Victor’s antiheroic qualities are consistent with the 7 Boxes’ broader approach, which begins with an elementary thriller scenario and then gives it all sorts of unusual little twists. For example, while the violent, spiteful Nelson is the closest thing the film has to a pure villain, Maneglia, Schembori, and co-writer Tito Chamorro paint his circumstances as pitiable. Penniless and unable to procure medicine for his newborn child, Nelson slides into a dead-eyed desperation, where he is ready and willing to do anything for cash. Cutting his own deal with Gus’ superiors, the antsy Don Dario (Paletita) and irritated Luis (Nico García), Nelson calls in favors and gathers together an entire band of aggrieved barrow-pushers for one purpose: killing Victor and seizing his precious cargo. If a pack of tenpenny assassins steering wheelbarrows menacingly through a nocturnal marketplace seems a tad absurd, that’s because it is absurd. Consistent with the Coen Brothers’ thrillers and Djo Munga’s recent Congolese crime picture Viva Riva!, the occasional weirdness of 7 Boxes tends to enhance rather than detract from the film’s aura of uncanny menace.

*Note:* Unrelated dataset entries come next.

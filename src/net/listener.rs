//! TCP listener binding.
//!
//! # Responsibilities
//! - Bind the plain and TLS ports before anything else starts
//! - Hand std listeners to the server in non-blocking mode
//! - Report the bound address (port 0 resolves to an ephemeral port)

use std::net::{Ipv4Addr, SocketAddr};

use tokio::net::TcpListener;

/// Error type for listener operations.
#[derive(Debug)]
pub enum ListenerError {
    /// Failed to bind to address.
    Bind(SocketAddr, std::io::Error),
    /// Failed to hand the socket over to the server.
    Convert(std::io::Error),
}

impl std::fmt::Display for ListenerError {
    fn fmt(&self, f: &mut std::fmt::Formatter<'_>) -> std::fmt::Result {
        match self {
            ListenerError::Bind(addr, e) => write!(f, "Failed to bind {}: {}", addr, e),
            ListenerError::Convert(e) => write!(f, "Failed to prepare listener: {}", e),
        }
    }
}

impl std::error::Error for ListenerError {
    fn source(&self) -> Option<&(dyn std::error::Error + 'static)> {
        match self {
            ListenerError::Bind(_, e) | ListenerError::Convert(e) => Some(e),
        }
    }
}

/// A bound listening socket, ready to be served.
#[derive(Debug)]
pub struct Listener {
    inner: std::net::TcpListener,
    local_addr: SocketAddr,
}

impl Listener {
    /// Bind `port` on all IPv4 interfaces.
    pub async fn bind(port: u16) -> Result<Self, ListenerError> {
        Self::bind_addr(SocketAddr::from((Ipv4Addr::UNSPECIFIED, port))).await
    }

    /// Bind an explicit address.
    pub async fn bind_addr(addr: SocketAddr) -> Result<Self, ListenerError> {
        let listener = TcpListener::bind(addr)
            .await
            .map_err(|e| ListenerError::Bind(addr, e))?;

        let local_addr = listener.local_addr().map_err(ListenerError::Convert)?;
        let inner = listener.into_std().map_err(ListenerError::Convert)?;
        inner.set_nonblocking(true).map_err(ListenerError::Convert)?;

        tracing::info!(address = %local_addr, "Listener bound");

        Ok(Self { inner, local_addr })
    }

    /// Get the local address this listener is bound to.
    pub fn local_addr(&self) -> SocketAddr {
        self.local_addr
    }

    pub fn into_std(self) -> std::net::TcpListener {
        self.inner
    }
}

#[cfg(test)]
mod tests {
    use super::*;

    #[tokio::test]
    async fn ephemeral_port_is_resolved() {
        let listener = Listener::bind_addr("127.0.0.1:0".parse().unwrap())
            .await
            .unwrap();
        assert_ne!(listener.local_addr().port(), 0);
        assert_eq!(
            listener.into_std().local_addr().unwrap().ip().to_string(),
            "127.0.0.1"
        );
    }

    #[tokio::test]
    async fn port_in_use_is_bind_error() {
        let first = Listener::bind_addr("127.0.0.1:0".parse().unwrap())
            .await
            .unwrap();
        let err = Listener::bind_addr(first.local_addr()).await.unwrap_err();
        assert!(matches!(err, ListenerError::Bind(addr, _) if addr == first.local_addr()));
        assert!(err.to_string().starts_with("Failed to bind"));
    }
}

Such forays into comedic territory don’t always pay dividends; 7 Boxes’ humor is at times too broad, simplistic, and predictable. When the film does take genuinely amusing swerves, they tend to be of the drier sort, such as when muggers snatch Don Dario and Luis’ cell phones, but overlook the duffel bag full of cash that the pair are carrying. The conflation of the cutting edge smartphone with status and power is a recurring motif in the film, as is the ever-fluctuating guaraní-dollar exchange rate. Such fixations suggest deeper ambitions on the part of Maneglia and Schembori, but they never amount to much. 7 Boxes certainly seems to have lots to say about wealth, fame, violence, capitalism, post-colonialism, and the like, but it never quite gets around to exploring such themes in any meaningful way.
Fortunately, 7 Boxes is still a pretty great chase film. The directors maintain an irresistible, jittery sense of forward inertia, while also keeping the viewer slightly off balance, such that the oncoming narrative turns are only glimpsed at the last minute. In these respects, the film borrows quite explicitly from Run, Lola, Run, although 7 Boxes lacks that feature’s formal daring. The film is much more sprawling than one might expect, given the centrality of Victor’s mission to the story. The film is continuously taking oddball detours, following almost every secondary character at one point or another, and cultivating an appreciation for the complexity and interconnectedness of Asunción street life. This is less about sociological observation than about creating a black comedy of errors that unfolds according to some sadistic cosmic playbook. Someone up there is having a laugh at Victor and everyone else involved in this sweaty, bloody fiasco. Only divine meddling (or pure dumb luck) can explain the collision of every narrative line in the final scenes of 7 Boxes. Some characters perish, some escape, and everything piles up into one big shambles of asinine mistakes, curdled schemes, and foolish nobility. Just another day in the market, in other words.